On Monday, MB reported its Technews Team had verified information from an unnamed source about the supposed hacking that took place Saturday.
“[T]he hackers’ group managed to breach the system of the Comelec last Saturday, Jan. 8, 2022, and download files that included, among others, usernames and PINS of vote-counting machines (VCM),” the article read.
The article claimed hackers also took network diagrams, IP addresses, list of all privileged users, domain admin credentials, list of all passwords and domain policies, access to the ballot handling dashboard, and QR code captures of the bureau of canvassers with login and password.

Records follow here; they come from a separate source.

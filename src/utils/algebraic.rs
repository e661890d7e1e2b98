//! Square conversions for algebraic coordinates.
//!
//! Converts between human-readable coordinates (e.g., `e4`) and board
//! squares, where row 0 is rank 8. Reused by the FEN codec and UCI parsing.

use crate::game_state::chess_types::Square;

/// Convert algebraic notation (for example: "e4") to a board square.
#[inline]
pub fn algebraic_to_square(square: &str) -> Option<Square> {
    let bytes = square.as_bytes();
    if bytes.len() != 2 {
        return None;
    }

    let file = bytes[0].to_ascii_lowercase();
    let rank = bytes[1];

    if !(b'a'..=b'h').contains(&file) || !(b'1'..=b'8').contains(&rank) {
        return None;
    }

    Some(Square::new(b'8' - rank, file - b'a'))
}

/// Convert a board square to algebraic notation (for example: "e4").
#[inline]
pub fn square_to_algebraic(square: Square) -> Option<String> {
    if !square.is_valid() {
        return None;
    }

    let file_char = char::from(b'a' + square.col);
    let rank_char = char::from(b'8' - square.row);
    Some(format!("{file_char}{rank_char}"))
}

#[cfg(test)]
mod tests {
    use super::{algebraic_to_square, square_to_algebraic};
    use crate::game_state::chess_types::Square;

    #[test]
    fn round_trip_square_conversions() {
        assert_eq!(algebraic_to_square("a8"), Some(Square::new(0, 0)));
        assert_eq!(algebraic_to_square("h1"), Some(Square::new(7, 7)));
        assert_eq!(algebraic_to_square("e2"), Some(Square::new(6, 4)));
        assert_eq!(square_to_algebraic(Square::new(4, 4)).as_deref(), Some("e4"));
        assert_eq!(square_to_algebraic(Square::new(2, 5)).as_deref(), Some("f6"));
    }

    #[test]
    fn rejects_malformed_squares() {
        assert_eq!(algebraic_to_square("i1"), None);
        assert_eq!(algebraic_to_square("a9"), None);
        assert_eq!(algebraic_to_square("e"), None);
        assert_eq!(square_to_algebraic(Square::new(8, 0)), None);
    }
}
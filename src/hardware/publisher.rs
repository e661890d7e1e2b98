//! Board-state notifications for viewers (web page, companion app).

use std::sync::{Arc, Mutex};

use serde::Serialize;

use crate::game_state::game_state::GameState;

/// Fire-and-forget sink for the position after each change.
pub trait BoardStatePublisher {
    fn publish_board_state(&mut self, game_state: &GameState, evaluation: f32);
}

/// JSON shape published to viewers.
#[derive(Debug, Clone, PartialEq, Serialize)]
pub struct BoardStateView {
    /// Rank 8 first; `' '` for empty squares.
    pub board: [[char; 8]; 8],
    pub fen: String,
    pub evaluation: f32,
}

impl BoardStateView {
    pub fn new(game_state: &GameState, evaluation: f32) -> Self {
        Self {
            board: game_state.board.to_char_grid(),
            fen: game_state.to_fen(),
            evaluation,
        }
    }

    pub fn to_json(&self) -> serde_json::Result<String> {
        serde_json::to_string(self)
    }
}

/// Keeps the latest view for readers on other threads.
#[derive(Debug, Clone, Default)]
pub struct LatestBoardState {
    latest: Arc<Mutex<Option<BoardStateView>>>,
}

impl LatestBoardState {
    pub fn new() -> Self {
        Self::default()
    }

    pub fn snapshot(&self) -> Option<BoardStateView> {
        self.latest.lock().ok().and_then(|guard| guard.clone())
    }
}

impl BoardStatePublisher for LatestBoardState {
    fn publish_board_state(&mut self, game_state: &GameState, evaluation: f32) {
        if let Ok(mut guard) = self.latest.lock() {
            *guard = Some(BoardStateView::new(game_state, evaluation));
        }
    }
}

/// Publisher that drops everything.
#[derive(Debug, Clone, Copy, Default)]
pub struct NullPublisher;

impl BoardStatePublisher for NullPublisher {
    fn publish_board_state(&mut self, _game_state: &GameState, _evaluation: f32) {}
}
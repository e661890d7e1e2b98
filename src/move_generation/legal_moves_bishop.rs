use crate::game_state::chess_types::{Board, Color, Square};
use crate::move_generation::legal_move_shared::{generate_sliding_moves, BISHOP_DIRECTIONS};

pub fn generate_bishop_moves(board: &Board, from: Square, color: Color, out: &mut Vec<Square>) {
    generate_sliding_moves(board, from, color, &BISHOP_DIRECTIONS, out);
}

#[cfg(test)]
mod tests {
    use super::generate_bishop_moves;
    use crate::game_state::chess_types::{Board, Color, Square};

    #[test]
    fn bishop_on_d4_of_empty_board_has_thirteen_targets() {
        let mut out = Vec::new();
        generate_bishop_moves(&Board::empty(), Square::new(4, 3), Color::White, &mut out);
        assert_eq!(out.len(), 13);
    }
}
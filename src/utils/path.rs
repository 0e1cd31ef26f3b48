//! String-level path manipulation.
//!
//! Paths are plain `/`-separated strings here. Nothing touches the file
//! system and nothing is bounded in length.
//!
//! # Decomposition
//!
//! ```text
//! /src/sub/file.old.c
//! └──┬───┘ └──┬───┘ └ extension  = "c"
//!    │        └───── filename   = "file.old"
//!    │      └──────┘ basename   = "file.old.c"
//!    └────────────── dirname    = "/src/sub"
//! ```

use super::buffer::StringBuilder;
use crate::error::BuildError;

pub const DIRECTORY_SEPARATOR: u8 = b'/';
pub const EXTENSION_SEPARATOR: u8 = b'.';

/// Longest path (in bytes) the walker and pipeline accept.
///
/// Matches `PATH_MAX` on Linux.
pub const MAX_PATH_LEN: usize = 4096;

const SEPARATOR_STR: &str = "/";

// ============================================================================
// Decomposition
// ============================================================================

/// The four components of a single path.
#[derive(Debug, Clone, PartialEq, Eq)]
pub struct PathInfo {
    /// Everything before the last `/` (empty if there is none)
    pub dirname: String,
    /// Everything after the last `/`
    #[allow(unused)]
    pub basename: String,
    /// Basename without the extension
    pub filename: String,
    /// Text after the last `.` of the basename, without the dot
    #[allow(unused)]
    pub extension: String,
}

impl PathInfo {
    /// Split `path` into dirname, basename, filename and extension.
    ///
    /// Scans once from the end. A `.` only counts as the extension separator
    /// while the scan is still inside the basename.
    ///
    /// # Errors
    /// [`BuildError::InvalidPath`] for an empty string.
    pub fn parse(path: &str) -> Result<Self, BuildError> {
        if path.is_empty() {
            return Err(BuildError::InvalidPath(path.to_owned()));
        }

        let mut dirname = StringBuilder::new();
        let mut basename = StringBuilder::new();
        let mut filename = StringBuilder::new();
        let mut extension = StringBuilder::new();

        let mut found_extension = false;
        let mut found_directory = false;

        for &byte in path.as_bytes().iter().rev() {
            if found_directory {
                dirname.append_byte(byte);
                continue;
            }

            match byte {
                DIRECTORY_SEPARATOR => found_directory = true,
                EXTENSION_SEPARATOR if !found_extension => {
                    found_extension = true;
                    basename.append_byte(byte);
                }
                _ => {
                    basename.append_byte(byte);
                    if found_extension {
                        filename.append_byte(byte);
                    } else {
                        extension.append_byte(byte);
                    }
                }
            }
        }

        let basename = basename.build_reversed();
        let (filename, extension) = if found_extension {
            (filename.build_reversed(), extension.build_reversed())
        } else {
            (basename.clone(), String::new())
        };

        Ok(Self {
            dirname: dirname.build_reversed(),
            basename,
            filename,
            extension,
        })
    }
}

// ============================================================================
// Joining
// ============================================================================

/// Join path segments into one normalized path.
///
/// - one trailing `/` per segment is dropped
/// - a `/` is inserted only before a non-empty segment that does not
///   already start with one, and only after some earlier non-empty segment
/// - empty segments contribute nothing
///
/// When every non-empty segment is exactly `/` the result is `/`.
pub fn join_paths<S: AsRef<str>>(segments: &[S]) -> String {
    let mut builder = StringBuilder::new();
    let mut seen_segment = false;
    let mut only_separators = true;

    for segment in segments {
        let segment = segment.as_ref();
        if segment.is_empty() {
            continue;
        }
        if segment != SEPARATOR_STR {
            only_separators = false;
        }

        if seen_segment && !segment.starts_with(SEPARATOR_STR) {
            builder.append_byte(DIRECTORY_SEPARATOR);
        }

        let trimmed = segment.strip_suffix(SEPARATOR_STR).unwrap_or(segment);
        builder.append(trimmed);
        seen_segment = true;
    }

    if seen_segment && only_separators {
        builder.clear();
        builder.append_byte(DIRECTORY_SEPARATOR);
    }

    builder.build()
}

/// Concatenate strings, placing `sep` only between successive non-empty ones.
pub fn join_strs<S: AsRef<str>>(strs: &[S], sep: &str) -> String {
    let mut builder = StringBuilder::new();
    let mut first = true;

    for s in strs {
        let s = s.as_ref();
        if s.is_empty() {
            continue;
        }
        if !first {
            builder.append(sep);
        }
        builder.append(s);
        first = false;
    }

    builder.build()
}

// ============================================================================
// Tests
// ============================================================================

#[cfg(test)]
mod tests {
    use super::*;

    fn parse(path: &str) -> PathInfo {
        PathInfo::parse(path).unwrap()
    }

    // ------------------------------------------------------------------------
    // PathInfo::parse tests
    // ------------------------------------------------------------------------

    #[test]
    fn test_parse_full_path() {
        let info = parse("/saske/narutos/sakuras/file.old.zip");
        assert_eq!(info.extension, "zip");
        assert_eq!(info.basename, "file.old.zip");
        assert_eq!(info.filename, "file.old");
        assert_eq!(info.dirname, "/saske/narutos/sakuras");
    }

    #[test]
    fn test_parse_no_directory() {
        let info = parse("file.old.zip");
        assert_eq!(info.extension, "zip");
        assert_eq!(info.basename, "file.old.zip");
        assert_eq!(info.filename, "file.old");
        assert_eq!(info.dirname, "");
    }

    #[test]
    fn test_parse_no_extension() {
        let info = parse("file");
        assert_eq!(info.extension, "");
        assert_eq!(info.basename, "file");
        assert_eq!(info.filename, "file");
        assert_eq!(info.dirname, "");
    }

    #[test]
    fn test_parse_empty_is_invalid() {
        let err = PathInfo::parse("").unwrap_err();
        assert!(matches!(err, BuildError::InvalidPath(_)));
    }

    #[test]
    fn test_parse_dot_in_directory_only() {
        // The dot belongs to a directory, not to the file
        let info = parse("src/v1.2/Makefile");
        assert_eq!(info.dirname, "src/v1.2");
        assert_eq!(info.basename, "Makefile");
        assert_eq!(info.filename, "Makefile");
        assert_eq!(info.extension, "");
    }

    #[test]
    fn test_parse_root_file() {
        let info = parse("/main.c");
        assert_eq!(info.dirname, "");
        assert_eq!(info.basename, "main.c");
        assert_eq!(info.filename, "main");
        assert_eq!(info.extension, "c");
    }

    #[test]
    fn test_parse_leading_dot() {
        let info = parse("home/.bashrc");
        assert_eq!(info.dirname, "home");
        assert_eq!(info.basename, ".bashrc");
        assert_eq!(info.filename, "");
        assert_eq!(info.extension, "bashrc");
    }

    #[test]
    fn test_parse_trailing_separator() {
        let info = parse("build/");
        assert_eq!(info.dirname, "build");
        assert_eq!(info.basename, "");
        assert_eq!(info.filename, "");
        assert_eq!(info.extension, "");
    }

    #[test]
    fn test_parse_unicode() {
        let info = parse("código/ação.c");
        assert_eq!(info.dirname, "código");
        assert_eq!(info.basename, "ação.c");
        assert_eq!(info.filename, "ação");
        assert_eq!(info.extension, "c");
    }

    #[test]
    fn test_parse_recomposes() {
        let paths = [
            "/a/b.c",
            "src/sub/deeper/file.old.zip",
            "./x.y",
            "../lib/util.h",
            "a/b/c/d/e/f.o",
        ];

        for path in paths {
            let info = parse(path);
            assert_eq!(format!("{}/{}", info.dirname, info.basename), path);
            assert_eq!(format!("{}.{}", info.filename, info.extension), info.basename);
        }
    }

    // ------------------------------------------------------------------------
    // join_paths tests
    // ------------------------------------------------------------------------

    #[test]
    fn test_join_paths_mixed_separators() {
        let joined = join_paths(&["/saske/", "naruto/", "", "/fernando", "maria/"]);
        assert_eq!(joined, "/saske/naruto/fernando/maria");

        let joined = join_paths(&["/a/", "b/", "", "/c", "d/"]);
        assert_eq!(joined, "/a/b/c/d");
    }

    #[test]
    fn test_join_paths_only_separators() {
        assert_eq!(join_paths(&["/"]), "/");
        assert_eq!(join_paths(&["/", "/"]), "/");
        assert_eq!(join_paths(&["/", "", "/"]), "/");
    }

    #[test]
    fn test_join_paths_empty() {
        assert_eq!(join_paths(&[""]), "");
        assert_eq!(join_paths(&["", ""]), "");
        assert_eq!(join_paths::<&str>(&[]), "");
    }

    #[test]
    fn test_join_paths_root() {
        assert_eq!(join_paths(&["/", "dir"]), "/dir");
        assert_eq!(join_paths(&["/", "dir", "/", "dasl"]), "/dir/dasl");
    }

    #[test]
    fn test_join_paths_relative() {
        assert_eq!(join_paths(&["../", "file"]), "../file");
        assert_eq!(join_paths(&["../", "/file/somemore/"]), "../file/somemore");
    }

    #[test]
    fn test_join_paths_single_trailing() {
        assert_eq!(join_paths(&["/file/"]), "/file");
        assert_eq!(join_paths(&["file/"]), "file");
    }

    #[test]
    fn test_join_paths_leading_empty_stays_relative() {
        assert_eq!(join_paths(&["", "sub", "b.o"]), "sub/b.o");
        assert_eq!(join_paths(&["out", ""]), "out");
    }

    #[test]
    fn test_join_paths_owned_segments() {
        let segments = vec![String::from("out"), String::from("sub")];
        assert_eq!(join_paths(&segments), "out/sub");
    }

    // ------------------------------------------------------------------------
    // join_strs tests
    // ------------------------------------------------------------------------

    #[test]
    fn test_join_strs_no_separator() {
        assert_eq!(join_strs(&["abc", "def", "ghi"], ""), "abcdefghi");
        assert_eq!(
            join_strs(&["abc", "def", "ghi\n", "what\tever"], ""),
            "abcdefghi\nwhat\tever"
        );
        assert_eq!(
            join_strs(&["", "def", "ghi\n", "what\tever"], ""),
            "defghi\nwhat\tever"
        );
    }

    #[test]
    fn test_join_strs_all_empty() {
        assert_eq!(join_strs(&["", "", ""], ""), "");
        assert_eq!(join_strs(&[""], ", "), "");
    }

    #[test]
    fn test_join_strs_separator_between_non_empty() {
        assert_eq!(join_strs(&["a", "b", "c"], ", "), "a, b, c");
        assert_eq!(join_strs(&["", "a", "", "b", ""], "-"), "a-b");
    }
}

Comelec spokesman James Jimenez himself questioned the veracity of the report because it did not elaborate on the “verification” process it supposedly carried out to confirm the alleged hacking.
“We invite the authors to shed light on their allegations, particularly with regard to the ‘verification’ they claim to have carried out,” Jimenez said.
On Wednesday, the National Privacy Commission issued separate orders to the Comelec, MB tech editor Art Samaniego and Manila Bulletin to appear for a “clarificatory” meeting via teleconference on Jan. 25 regarding the supposed data breach.
In a statement Wednesday, Privacy Commissioner John Henry Naga said: “The NPC’s Complaints and Investigation Division commenced its own independent investigation and issued a notice to Comelec requiring them to explain the alleged hacking and data breach.”
He said the Comelec “must address the serious allegations” to determine whether personal data were compromised or processed in connection with the upcoming 2022 national and local elections.
“Comelec is also directed to conduct a comprehensive investigation on the matter and submit to the NPC the results thereof no later than January 21, 2022,” Naga said.
He assured the public that the NPC does “not tolerate any act in violation of the Data Privacy Act” such as negligence in implementing organizational, physical, and technical security measures on personal data processing systems, whether in government or private institutions.